Por ser branca e estrangeira, Julia não apanhou, mas, quando os castigos eram aplicados, ela diz que virava o rosto para não ver.

Sobre a política local, a jaraguaense conta que a corrupção é uma chaga na sociedade nigeriana, assim como no Brasil.

“Lá, a polícia é corrupta, assim como os governos. É possível perceber pela fala do povo o quanto isso traz dor e sofrimento”, observa.

“A Nigéria tem a maior economia da África, está entre os 10 maiores produtores de petróleo do mundo e a falta de administração e a corrupção acabam com a vida das pessoas”, completa.

Para as comunidades nigerianas, saneamento básico é luxo. Na casa da segunda família que a hospedou não havia água encanada – um caminhão pipa abastecia uma grande caixa d’água.

“Coleta de lixo, então, nem pensar. Abrir a janela do carro e jogar o lixo para fora é normal. Tive discussões com meus host brothers [irmãos anfitriões] sobre isso”, afirma.

Chegada da pandemia

Crianças nigerianas e mulher enrolada com a bandeira do Brasil

Julia permaneceu quatro meses aguardando uma forma de sair do interior da Nigéria, já que por terra é extremamente perigoso | Fotos: Divulgação/Arquivo Pessoal

Dos primeiros casos, na China, ao agravamento da situação no Brasil, Julia viveu a pandemia do novo coronavírus no exterior. Segundo contou, não havia como voltar para casa.

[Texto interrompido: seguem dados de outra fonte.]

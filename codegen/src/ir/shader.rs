//! The shader: owner of all IR storage.
//!
//! A `Shader` owns the instruction, operand, block and array arenas, the
//! layout, and the constant pool. All IR edges are entity indices into
//! these arenas, so removing an instruction never invalidates anything; the
//! storage is reclaimed when the shader is dropped.

use crate::context::GpuInfo;
use crate::ir::constpool::ConstPool;
use crate::ir::entities::{ArrayVar, Block, Inst, Reg};
use crate::ir::instr::{InstData, OpPayload};
use crate::ir::layout::Layout;
use crate::ir::reg::{RegData, RegFlags, INVALID_REG};
use crate::ir::Opcode;
use basalt_entity::{PackedOption, PrimaryMap};
use smallvec::SmallVec;

/// Pipeline stage a shader runs at.
#[derive(Clone, Copy, PartialEq, Eq, Debug, Hash)]
pub enum ShaderStage {
    /// Vertex shader.
    Vertex,
    /// Tessellation control shader.
    TessCtrl,
    /// Tessellation evaluation shader.
    TessEval,
    /// Geometry shader.
    Geometry,
    /// Fragment shader.
    Fragment,
    /// Compute shader.
    Compute,
}

/// Per-block data: successor links, predecessor arrays, dominator info, and
/// the keeps list pinning side-effecting instructions against DCE.
#[derive(Clone, Default)]
pub struct BlockData {
    /// Per-thread control-flow successors. The second entry is used when
    /// the terminator branches.
    pub succs: [PackedOption<Block>; 2],
    /// Per-thread predecessors, rebuilt by `flowgraph::compute`.
    pub preds: Vec<Block>,
    /// Machine-level successors. These differ from `succs` around if/else
    /// reconvergence, where the wave falls through paths individual fibers
    /// do not take.
    pub physical_succs: [PackedOption<Block>; 2],
    /// Machine-level predecessors.
    pub physical_preds: Vec<Block>,
    /// Instructions exempt from DCE even when all destinations are dead.
    pub keeps: Vec<Inst>,
    /// Immediate dominator, filled in by `DominatorTree::compute`.
    pub imm_dom: PackedOption<Block>,
    /// Loop nesting depth.
    pub loop_depth: u16,
    /// Control flow reconverges at the top of this block.
    pub reconvergence_point: bool,
    /// The branch condition entering this block diverges across fibers.
    pub divergent_condition: bool,
    /// Block belongs to the single-fiber preamble sequence.
    pub in_preamble: bool,
    /// Pass-local scratch slot; meaningless between passes.
    pub scratch: u32,
}

/// A virtually addressed register vector accessed with relative addressing.
#[derive(Clone, Debug)]
pub struct ArrayData {
    /// Stable array id.
    pub id: u16,
    /// Element count.
    pub length: u16,
    /// Elements are half registers.
    pub half: bool,
    /// Destination operand of the most recent write, used to chain
    /// dependent accesses with false deps.
    pub last_write: PackedOption<Reg>,
    /// Post-RA base offset.
    pub base: u16,
    /// Post-RA physical register assignment.
    pub reg: u16,
}

/// A complete shader in the machine IR.
pub struct Shader {
    /// Hardware description this shader is compiled for.
    pub gpu: GpuInfo,
    /// Pipeline stage.
    pub stage: ShaderStage,
    /// Wave runs at doubled size; affects texture latency.
    pub double_wave: bool,
    /// All instructions.
    pub insts: PrimaryMap<Inst, InstData>,
    /// All register operands.
    pub regs: PrimaryMap<Reg, RegData>,
    /// All blocks.
    pub blocks: PrimaryMap<Block, BlockData>,
    /// All array variables.
    pub arrays: PrimaryMap<ArrayVar, ArrayData>,
    /// Block and instruction ordering.
    pub layout: Layout,
    /// Constant / driver-parameter pool.
    pub consts: ConstPool,
    /// Input markers and varying fetches, in creation order.
    pub inputs: Vec<Inst>,
    /// Instructions depending on an `a0` definition.
    pub a0_users: Vec<Inst>,
    /// Instructions depending on an `a1` definition.
    pub a1_users: Vec<Inst>,
    /// Textures needing the ASTC sRGB workaround.
    pub astc_srgb_texs: Vec<u16>,
    /// Textures accessed with gather4 needing swizzle fixups.
    pub tg4_texs: Vec<u16>,
    next_serial: u32,
}
opcodes! {
    Cat0 => {
        Nop = "nop",
        Br = "br",
        Jump = "jump",
        End = "end",
        Ret = "ret",
        Kill = "kill",
        Demote = "demote",
        CondEnd = "cond_end",
        Emit = "emit",
        Cut = "cut",
        Chmask = "chmask",
        Chsh = "chsh",
        Flow = "flow",
        Predt = "predt",
        Predf = "predf",
        Prede = "prede",
        Getone = "getone",
        Shps = "shps",
        Shpe = "shpe",
    }
    Cat1 => {
        Mov = "mov",
        Movmsk = "movmsk",
        Movs = "movs",
        Sct = "sct",
        Swz = "swz",
        Gat = "gat",
    }
    Cat2 => {
        AddF = "add.f",
        MinF = "min.f",
        MaxF = "max.f",
        MulF = "mul.f",
        Sign = "sign.f",
        CmpsF = "cmps.f",
        AbsnegF = "absneg.f",
        CmpvF = "cmpv.f",
        FloorF = "floor.f",
        CeilF = "ceil.f",
        RndneF = "rndne.f",
        RndazF = "rndaz.f",
        TruncF = "trunc.f",
        AddU = "add.u",
        AddS = "add.s",
        SubU = "sub.u",
        SubS = "sub.s",
        CmpsU = "cmps.u",
        CmpsS = "cmps.s",
        MinU = "min.u",
        MinS = "min.s",
        MaxU = "max.u",
        MaxS = "max.s",
        AbsnegS = "absneg.s",
        AndB = "and.b",
        OrB = "or.b",
        NotB = "not.b",
        XorB = "xor.b",
        CmpvU = "cmpv.u",
        CmpvS = "cmpv.s",
        MulU24 = "mul.u24",
        MulS24 = "mul.s24",
        MullU = "mull.u",
        BfrevB = "bfrev.b",
        ClzB = "clz.b",
        ShlB = "shl.b",
        ShrB = "shr.b",
        AshrB = "ashr.b",
        BaryF = "bary.f",
        FlatB = "flat.b",
        MgenB = "mgen.b",
        GetbitB = "getbit.b",
        GetbyteB = "getbyte.b",
        ShbB = "shb.b",
        MsadB = "msad.b",
        Setrm = "setrm",
        CbitsB = "cbits.b",
    }
    Cat3 => {
        MadU16 = "mad.u16",
        MadU24 = "mad.u24",
        MadS16 = "mad.s16",
        MadS24 = "mad.s24",
        MadF16 = "mad.f16",
        MadF32 = "mad.f32",
        SadS16 = "sad.s16",
        SadS32 = "sad.s32",
        SelB16 = "sel.b16",
        SelB32 = "sel.b32",
        SelS16 = "sel.s16",
        SelS32 = "sel.s32",
        SelF16 = "sel.f16",
        SelF32 = "sel.f32",
        MadmV = "madm.v",
        MadshM16 = "madsh.m16",
        ShrmB = "shrm.b",
        ShlmB = "shlm.b",
        ShrgB = "shrg.b",
        ShlgB = "shlg.b",
        AndgB = "andg.b",
        Dp2acc = "dp2acc",
        Dp4acc = "dp4acc",
        WmmAccu = "wmm.accu",
    }
    Cat4 => {
        Rcp = "rcp",
        Rsq = "rsq",
        Log2 = "log2",
        Exp2 = "exp2",
        Sin = "sin",
        Cos = "cos",
        Sqrt = "sqrt",
        Hrsq = "hrsq",
        Hlog2 = "hlog2",
        Hexp2 = "hexp2",
    }
    Cat5 => {
        Isam = "isam",
        Isaml = "isaml",
        Isamm = "isamm",
        Sam = "sam",
        Samb = "samb",
        Saml = "saml",
        Samgq = "samgq",
        Getlod = "getlod",
        Conv = "conv",
        ConvM = "convm",
        Getsize = "getsize",
        Getbuf = "getbuf",
        Getpos = "getpos",
        Getinfo = "getinfo",
        Dsx = "dsx",
        Dsy = "dsy",
        Gather4r = "gather4r",
        Gather4g = "gather4g",
        Gather4b = "gather4b",
        Gather4a = "gather4a",
        Samgp0 = "samgp0",
        Samgp1 = "samgp1",
        Samgp2 = "samgp2",
        Samgp3 = "samgp3",
        Dsxpp = "dsxpp.1",
        Dsypp = "dsypp.1",
        Rgetpos = "rgetpos",
        Rgetinfo = "rgetinfo",
        Brcst = "brcst.active",
        QuadShuffle = "quad_shuffle",
    }
    Cat6 => {
        Ldg = "ldg",
        Ldl = "ldl",
        Ldp = "ldp",
        Stg = "stg",
        Stl = "stl",
        Stp = "stp",
        Ldib = "ldib",
        Stib = "stib",
        G2l = "g2l",
        L2g = "l2g",
        Prefetch = "prefetch",
        Ldlw = "ldlw",
        Stlw = "stlw",
        Resfmt = "resfmt",
        Resinfo = "resinfo",
        Ldgb = "ldgb",
        Stgb = "stgb",
        Ldc = "ldc",
        Ldlv = "ldlv",
        AtomicAdd = "atomic.add",
        AtomicSub = "atomic.sub",
        AtomicXchg = "atomic.xchg",
        AtomicInc = "atomic.inc",
        AtomicDec = "atomic.dec",
        AtomicCmpxchg = "atomic.cmpxchg",
        AtomicMin = "atomic.min",
        AtomicMax = "atomic.max",
        AtomicAnd = "atomic.and",
        AtomicOr = "atomic.or",
        AtomicXor = "atomic.xor",
        Getspid = "getspid",
        Getwid = "getwid",
        Getfiberid = "getfiberid",
        StcPush = "stc",
    }
    Cat7 => {
        Bar = "bar",
        Fence = "fence",
        Sleep = "sleep",
        Icinv = "icinv",
        Dccln = "dccln",
        Dcinv = "dcinv",
        Dcflu = "dcflu",
        Ccinv = "ccinv",
        Lock = "lock",
        Unlock = "unlock",
    }
    Meta => {
        MetaInput = "_input",
        MetaSplit = "_split",
        MetaCollect = "_collect",
        MetaPhi = "_phi",
        MetaParallelCopy = "_pcopy",
        MetaTexPrefetch = "_tex_prefetch",
        MetaBlockEnd = "_end",
    }
}

impl Opcode {
    /// Does this opcode execute on one of the ALU pipes (cat1-cat4)?
    pub fn is_alu(self) -> bool {
        matches!(
            self.category(),
            Category::Cat1 | Category::Cat2 | Category::Cat3 | Category::Cat4
        )
    }

    /// Flow-control opcode (cat0)?
    pub fn is_flow(self) -> bool {
        self.category() == Category::Cat0
    }

    /// Special-function-unit opcode (cat4)?
    pub fn is_sfu(self) -> bool {
        self.category() == Category::Cat4
    }

    /// Texture opcode (cat5)?
    pub fn is_tex(self) -> bool {
        self.category() == Category::Cat5
    }

    /// Memory opcode (cat6)?
    pub fn is_mem(self) -> bool {
        self.category() == Category::Cat6
    }

    /// Barrier opcode (cat7)?
    pub fn is_barrier(self) -> bool {
        self.category() == Category::Cat7
    }

    /// Compile-time-only opcode?
    pub fn is_meta(self) -> bool {
        self.category() == Category::Meta
    }

    /// Does this opcode end a block?
    pub fn is_terminator(self) -> bool {
        matches!(
            self,
            Opcode::Br
                | Opcode::Jump
                | Opcode::End
                | Opcode::Ret
                | Opcode::Chmask
                | Opcode::Chsh
                | Opcode::Getone
        )
    }

    /// Does this opcode branch, i.e. can its block have two successors?
    pub fn is_branch(self) -> bool {
        matches!(self, Opcode::Br | Opcode::Getone)
    }

    /// Kill or demote: stops (or suspends) fragment processing.
    pub fn is_kill(self) -> bool {
        matches!(self, Opcode::Kill | Opcode::Demote)
    }

    /// Varying-fetch or input-marker opcode. The last input fetch must stay
    /// ahead of any kill so the varying storage can be released.
    pub fn is_input(self) -> bool {
        matches!(self, Opcode::BaryF | Opcode::FlatB | Opcode::MetaInput)
    }

    /// Same-cycle meta marker scheduled at the block head.
    pub fn is_head_meta(self) -> bool {
        matches!(
            self,
            Opcode::MetaInput | Opcode::MetaTexPrefetch | Opcode::StcPush
        )
    }

    /// Ternary multiply-add family (cat3 `mad.*`/`madsh.*`).
    pub fn is_mad(self) -> bool {
        matches!(
            self,
            Opcode::MadU16
                | Opcode::MadU24
                | Opcode::MadS16
                | Opcode::MadS24
                | Opcode::MadF16
                | Opcode::MadF32
                | Opcode::MadshM16
        )
    }

    /// Sum-of-absolute-differences family (cat3 `sad.*`).
    pub fn is_sad(self) -> bool {
        matches!(self, Opcode::SadS16 | Opcode::SadS32)
    }

    /// Memory opcode operating on fiber-local storage.
    pub fn is_local_mem(self) -> bool {
        matches!(
            self,
            Opcode::Ldl
                | Opcode::Stl
                | Opcode::Ldp
                | Opcode::Stp
                | Opcode::Ldlw
                | Opcode::Stlw
                | Opcode::Ldlv
        )
    }

    /// Memory opcode whose result returns through the long-latency path and
    /// must be awaited with the `sy` sync bit.
    pub fn is_global_mem_load(self) -> bool {
        matches!(
            self,
            Opcode::Ldg
                | Opcode::Ldgb
                | Opcode::Ldib
                | Opcode::Ldc
                | Opcode::G2l
                | Opcode::Resinfo
                | Opcode::AtomicAdd
                | Opcode::AtomicSub
                | Opcode::AtomicXchg
                | Opcode::AtomicInc
                | Opcode::AtomicDec
                | Opcode::AtomicCmpxchg
                | Opcode::AtomicMin
                | Opcode::AtomicMax
                | Opcode::AtomicAnd
                | Opcode::AtomicOr
                | Opcode::AtomicXor
        )
    }

    /// Does this opcode produce its result through the `ss` path (SFU and
    /// fiber-local memory)?
    pub fn is_ss_producer(self) -> bool {
        self.is_sfu() || self.is_local_mem() || matches!(self, Opcode::Movmsk | Opcode::Getfiberid)
    }

    /// Does this opcode produce its result through the `sy` path (texture
    /// and global memory)?
    pub fn is_sy_producer(self) -> bool {
        self.is_tex() || self.is_global_mem_load()
    }

    /// Producers that read their sources some cycles after issue, so a
    /// subsequent overwrite of a source register needs an `ss` wait.
    pub fn is_war_hazard_producer(self) -> bool {
        self.is_ss_producer() || self.is_sy_producer()
    }

    /// Does this opcode write memory (or otherwise have an effect that must
    /// not be dead-code eliminated)?
    pub fn has_side_effects(self) -> bool {
        if self.is_flow() || self.is_barrier() {
            return true;
        }
        matches!(
            self,
            Opcode::Stg
                | Opcode::Stl
                | Opcode::Stp
                | Opcode::Stib
                | Opcode::Stlw
                | Opcode::Stgb
                | Opcode::L2g
                | Opcode::G2l
                | Opcode::AtomicAdd
                | Opcode::AtomicSub
                | Opcode::AtomicXchg
                | Opcode::AtomicInc
                | Opcode::AtomicDec
                | Opcode::AtomicCmpxchg
                | Opcode::AtomicMin
                | Opcode::AtomicMax
                | Opcode::AtomicAnd
                | Opcode::AtomicOr
                | Opcode::AtomicXor
                | Opcode::StcPush
        )
    }

    /// Is the result of this opcode known to be a canonical boolean
    /// (the compare family writes 0 or 1)?
    pub fn produces_bool(self) -> bool {
        matches!(
            self,
            Opcode::CmpsF
                | Opcode::CmpsU
                | Opcode::CmpsS
                | Opcode::CmpvF
                | Opcode::CmpvU
                | Opcode::CmpvS
        )
    }

    /// Cat2 opcodes that interpret their sources as floats.
    pub fn is_cat2_float(self) -> bool {
        matches!(
            self,
            Opcode::AddF
                | Opcode::MinF
                | Opcode::MaxF
                | Opcode::MulF
                | Opcode::Sign
                | Opcode::CmpsF
                | Opcode::AbsnegF
                | Opcode::CmpvF
                | Opcode::FloorF
                | Opcode::CeilF
                | Opcode::RndneF
                | Opcode::RndazF
                | Opcode::TruncF
        )
    }

    /// Cat2 opcodes that interpret their sources as integers.
    pub fn is_cat2_int(self) -> bool {
        self.category() == Category::Cat2 && !self.is_cat2_float() && !self.is_input()
    }

    /// Float-flavored consumer: float modifiers apply, and 16-bit constant
    /// narrowing is representable.
    pub fn is_float(self) -> bool {
        self.is_cat2_float()
            || self.is_sfu()
            || matches!(
                self,
                Opcode::MadF16 | Opcode::MadF32 | Opcode::SelF16 | Opcode::SelF32
            )
    }
}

Por isso, ficou quatro meses aguardando uma forma de sair do interior da Nigéria, onde não é possível circular por terra, pois há muitos sequestros e assaltos. A estudante, então, esperou os aeroportos abrirem.

Assim que isso aconteceu, rumou para a cidade nigeriana de Lagos, e com o suporte do consulado brasileiro aguardou o voo de repatriação.

“Senti muito medo e minha família também. Imagina ficar doente longe da sua família e em um país onde não há condições de tratamento? Procurei me isolar e me alimentei bem para manter minha saúde”, revela.

A jaraguaense conta que o povo nigeriano não acreditava na pandemia. Diziam que lavar as mãos, passar álcool e usar mascara são “frescuras de estrangeiros”.

“Eles passaram por muitas pandemias, o ebola judiou muito do continente todo, e mesmo assim ninguém parou. Por isso, para eles, parar pela Covid-19 parecia não ter lógica”, salienta, acrescentando que muitos disseram que morrer devido à doença seria preferível a morrer de fome.

Desigualdade social

Julia destaca ter visto um povo judiado pela fome, pela gritante desigualdade social que separa ricos e miseráveis, pela malária extremamente comum e pela falta de perspectiva no futuro.

“Voltei ainda mais grata pela minha família, grata por ser brasileira e poder dizer o que penso. Hoje consigo ver o mundo de possibilidades que existem”, salienta.

“Se eu iria novamente? Com certeza, conheci pessoas que jamais esquecerei, falo toda semana com minha segunda família, digo que tenho uma mãe na África também”, completa.

A estudante agradece ao Rotary Internacional e ao Rotary Club de Jaraguá do sul pela oportunidade.